JWH-150 ((1-butyl-5-phenylpyrrol-3-yl)-naphthalen-1-ylmethanone) is a synthetic cannabinoid from the naphthoylpyrrole family which acts as an agonist of the CB_{1} (K_{i} = 60 ± 1nM) and CB_{2} (K_{i} = 15 ± 2nM) receptors, with a moderate four-fold selectivity for the CB_{2} receptor. JWH-150 was first synthesized in 2006 by John W. Huffman and colleagues to examine the nature of ligand binding to the CB_{1} receptor.

==Legality==
In the United States JWH-150 is not federally scheduled, although some states have passed legislation banning the sale, possession, and manufacture of JWH-150.

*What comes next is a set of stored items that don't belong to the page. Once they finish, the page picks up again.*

//! Export helpers for rendered-frame artifacts.

pub mod frame {
    use serde::Serialize;
    use serde_json::to_writer_pretty;
    use std::fs::{self, File};
    use std::io::{self, BufWriter, Write};
    use std::path::Path;

    /// Metadata describing the rendered frame.
    #[derive(Debug, Clone, Serialize)]
    pub struct Metadata<'a> {
        pub scenario: &'a str,
        pub width: u32,
        pub height: u32,
        pub center_x: f64,
        pub center_y: f64,
        pub scale_px_per_m: f64,
        pub zoom: f64,
    }

    #[derive(Serialize)]
    struct CommandSidecar<'a, T: Serialize> {
        #[serde(flatten)]
        meta: &'a Metadata<'a>,
        command_count: usize,
        commands: &'a [T],
    }

    /// Create a writer for the target path, handling stdout (`-`) by convention.
    pub fn writer_for_path(path: &Path) -> io::Result<Box<dyn Write>> {
        if path == Path::new("-") {
            return Ok(Box::new(BufWriter::new(io::stdout())));
        }
        if let Some(parent) = path.parent() {
            if !parent.as_os_str().is_empty() {
                fs::create_dir_all(parent)?;
            }
        }
        let file = File::create(path)?;
        Ok(Box::new(BufWriter::new(file)))
    }

    /// Write the recorded draw commands of one frame as pretty JSON.
    pub fn write_commands<T: Serialize>(
        output: &Path,
        meta: &Metadata<'_>,
        commands: &[T],
    ) -> io::Result<()> {
        let mut writer = writer_for_path(output)?;
        let sidecar = CommandSidecar {
            meta,
            command_count: commands.len(),
            commands,
        };
        to_writer_pretty(&mut writer, &sidecar)?;
        writeln!(writer)?;
        writer.flush()
    }

    /// Sidecar path next to a PNG: `frame.png` becomes `frame_commands.json`.
    pub fn sidecar_path(png: &Path) -> std::path::PathBuf {
        let parent = png.parent().unwrap_or_else(|| Path::new("."));
        let stem = png
            .file_stem()
            .and_then(|s| s.to_str())
            .unwrap_or("frame");
        parent.join(format!("{}_commands.json", stem))
    }
}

In Canada, JWH-150 and other naphthoylpyrrole-based cannabinoids are Schedule II controlled substances under the Controlled Drugs and Substances Act.

In the United Kingdom, JWH-150 and other naphthoylpyrrole-based cannabinoids are considered Class B drugs under the Misuse of Drugs Act 1971.